While the announcement of LaMarche joining the Oxford County effort was a surprise to some, a chief rival of casinos in Maine and the political strategist behind the 2007 referendum defeat of the Washington County plan said he was humored by the news.

“This gives new definition to the phrase ‘Green Party,’ because money apparently talks,” said Dennis Bailey, the executive director of CasinosNo!, the statewide political action committee formed to defeat casino referenda.

Bailey said he wasn’t surprised the tribal leaders hadn’t responded to LaMarche’s offer. “There’s really nothing in it for them, not a thing,” Bailey said. “In fact it bars them or anybody else from opening another casino in Maine for 10 years.”

Bailey also criticized LaMarche for taking a stand against voters’ racist attitudes in a column she penned following the defeat of the Washington County proposal.

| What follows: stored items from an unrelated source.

// ============================================================
// Layer 4 — Regression Batcher
// ============================================================
// Implements Burn's Batcher trait: stacks EncodedSamples into
// one RegressionBatch.
//
// Dynamic padding: every text field is padded to the longest
// sequence of that field within the batch (not to max_seq_len),
// with the pad-token id. The attention mask is 1 for real
// tokens, 0 for padding.
//
//   ids   [[2, 17, 9, 3], [2, 40, 3, 0]]
//   mask  [[1,  1, 1, 1], [1,  1, 1, 0]]
//
// In inference mode targets are dropped: the batch carries
// inputs only, and samples without a score are accepted.

use std::collections::BTreeMap;

use burn::{
    data::dataloader::batcher::Batcher,
    prelude::*,
};

use crate::data::dataset::EncodedSample;
use crate::ml::model::{ModelInput, TokenizedField};

// ─── RegressionBatch ──────────────────────────────────────────────────────────
#[derive(Debug, Clone)]
pub struct RegressionBatch<B: Backend> {
    pub inputs:  ModelInput<B>,
    /// [batch_size]; `None` in inference mode.
    pub targets: Option<Tensor<B, 1>>,
}

impl<B: Backend> RegressionBatch<B> {
    pub fn len(&self) -> usize {
        self.inputs.batch_size()
    }
}

// ─── RegressionBatcher ────────────────────────────────────────────────────────
#[derive(Clone, Debug)]
pub struct RegressionBatcher<B: Backend> {
    pub device:       B::Device,
    pub pad_token_id: u32,
    pub inference:    bool,
}

impl<B: Backend> RegressionBatcher<B> {
    pub fn new(device: B::Device, pad_token_id: u32) -> Self {
        Self { device, pad_token_id, inference: false }
    }

    pub fn inference(device: B::Device, pad_token_id: u32) -> Self {
        Self { device, pad_token_id, inference: true }
    }

    fn pad_field(&self, sequences: &[&[u32]]) -> TokenizedField<B> {
        let batch_size = sequences.len();
        let seq_len = sequences.iter().map(|s| s.len()).max().unwrap_or(0).max(1);

        let mut ids  = Vec::with_capacity(batch_size * seq_len);
        let mut mask = Vec::with_capacity(batch_size * seq_len);
        for seq in sequences {
            ids.extend(seq.iter().map(|&t| t as i32));
            ids.extend(std::iter::repeat(self.pad_token_id as i32).take(seq_len - seq.len()));
            mask.extend(std::iter::repeat(1i32).take(seq.len()));
            mask.extend(std::iter::repeat(0i32).take(seq_len - seq.len()));
        }

        let input_ids = Tensor::<B, 1, Int>::from_ints(
            ids.as_slice(), &self.device
        ).reshape([batch_size, seq_len]);
        let attention_mask = Tensor::<B, 1, Int>::from_ints(
            mask.as_slice(), &self.device
        ).reshape([batch_size, seq_len]);

        TokenizedField { input_ids, attention_mask }
    }
}

impl<B: Backend> Batcher<EncodedSample, RegressionBatch<B>> for RegressionBatcher<B> {
    fn batch(&self, items: Vec<EncodedSample>) -> RegressionBatch<B> {
        let names: Vec<&String> = items
            .first()
            .map(|s| s.fields.keys().collect())
            .unwrap_or_default();

        let mut fields = BTreeMap::new();
        for name in names {
            let sequences: Vec<&[u32]> = items
                .iter()
                .map(|s| s.fields.get(name).map(Vec::as_slice).unwrap_or(&[]))
                .collect();
            fields.insert(name.clone(), self.pad_field(&sequences));
        }

        let targets = if self.inference {
            None
        } else {
            // Encoding with require_score guarantees every training sample has one.
            let scores: Vec<f32> = items.iter().map(|s| s.score.unwrap_or(0.0)).collect();
            Some(Tensor::<B, 1>::from_floats(scores.as_slice(), &self.device))
        };

        RegressionBatch { inputs: ModelInput { fields }, targets }
    }
}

“I just don’t believe Maine people having turned down the tribes twice will now give it to a private corporation,” Bailey said. “I think that would be just hypocritical and unfair of her to think otherwise.”

But LaMarche said she believed voters were lied to by casino opponents in the past and the coming campaign would have the success of the Hollywood Slots Casino in Bangor to use as example of the positive type of results a casino could have for Western Maine.

“I think there’s a very good chance that we will win,” LaMarche said. She said Mainers were not weary of voting casinos down, but instead ready for a change.

“It’s time, it’s been time,” she said. “It’s our job to set people’s provoked fears aside.”